Find out what metastasis is, which happened to Glória Maria in the treatment of cancer


Coverage of terrorist invasions, reports in deserts, contact with nomadic peoples, interviews with dictators, jumping from the highest bungee-jump in the world, none of this was a match for Glória Maria, pioneer of Brazilian TV. The journalist died on Thursday morning at the age of 73. According to TV Globo, Gloria’s treatment to combat the metastases that existed in her brain stopped working in recent days.

Glória Maria had been undergoing cancer treatment since 2019 after being diagnosed with lung cancer and, after successful immunotherapy treatment for the respiratory system, underwent surgery to contain the progression of the disease in the brain. The operation was also successful, but the treatment sequence did not advance, according to a note released today by the broadcaster.

TV Globo states that “in the middle of last year, Glória Maria began a new phase of treatment to combat new brain metastases which, unfortunately, has stopped working in recent days.” The presenter and reporter from Rio de Janeiro died at the Copa Star Hospital, in the South Zone of Rio de Janeiro.

Radio-oncologist Flávio Guimarães, from the Hospital das Clínicas of the Faculty of Medicine of Ribeirão Preto at USP (University of São Paulo), states that the term metastasis indicates the implantation of a tumor at a distance. That is, a new tumor lesion arises from the evolution of cells from the first cancerous spot.

In the specific case of brain metastasis, it occurs when some malignant neoplasm (cancer) from a certain region of the body releases small microscopic fragments, which, through the bloodstream, are implanted in the brain”, points out Guimarães.

Maria Ignez Braghiroli, clinical oncologist and member of Sboc (Brazilian Society of Clinical Oncology), says that some tumors, such as lung cancer, favor the spread of the disease throughout the body due to their molecular profile.

“Thus, it is recommended that, for some diseases, the brain be evaluated even when the person does not have neurological symptoms”, says the doctor.

The oncologist also points out that the fact that it is a metastatic lesion, outside the place where the tumor initially appeared, makes treatment difficult, as it indicates a more advanced disease.

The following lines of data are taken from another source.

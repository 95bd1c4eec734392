pub mod bpf;
pub mod controller;
pub mod emulator;
pub mod program;

#[cfg(test)]
#[allow(clippy::too_many_arguments)]
#[cfg_attr(coverage, feature(no_coverage))]
pub mod mocks;

pub use controller::Devices;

“When we talk about a metastasis in the brain, it is much more complex. We need to assess the location of the lesions, the characteristics of the tumor and perspectives with treatments to then decide how to proceed”, says Braghiroli.

This is because some therapies offer better penetration into the brain, while others may not have satisfactory results for the patient’s profile.

“It also depends on the symptoms they are causing: if they lead to hypertension in the brain, if they cause bleeding… All this is taken into account in the decision to start a systemic treatment –chemotherapy or targeted therapy–, surgery or radiotherapy”, reinforces the doctor.

Neurosurgeon Hugo Sterman Neto, a physician at Icesp (Cancer Institute of the State of São Paulo) at the Hospital das Clínicas of the Faculty of Medicine of USP (University of São Paulo), points out that some malignant tumors have a greater capacity to enter the nervous system, whose access is difficult.

Sterman claims that the so-called blood-brain barrier is intended to keep out infectious agents and harmful cells. Lung cancer, however, can affect the brain more frequently because it has cells that are more efficient in overcoming this obstacle in the body.

“It is a very common cancer in the population. It has cells that are more ‘capable’ of entering the nervous system. [Além disso]treatments have become more effective and patients survive longer, increasing the risk of dissemination to the brain”, says the doctor.

Lung cancer in Brazil, according to estimates by the National Cancer Institute (Inca), a federal government agency, is the third most common in men and the fourth in women, with about 30,200 cases per year in the country.

It is also the first in the world in terms of incidence among men and the third among women, with the highest mortality for men and the second most deadly for women – global data indicate 2.12 million new cases per year, of which 1 .35 million in men and 770 thousand in women.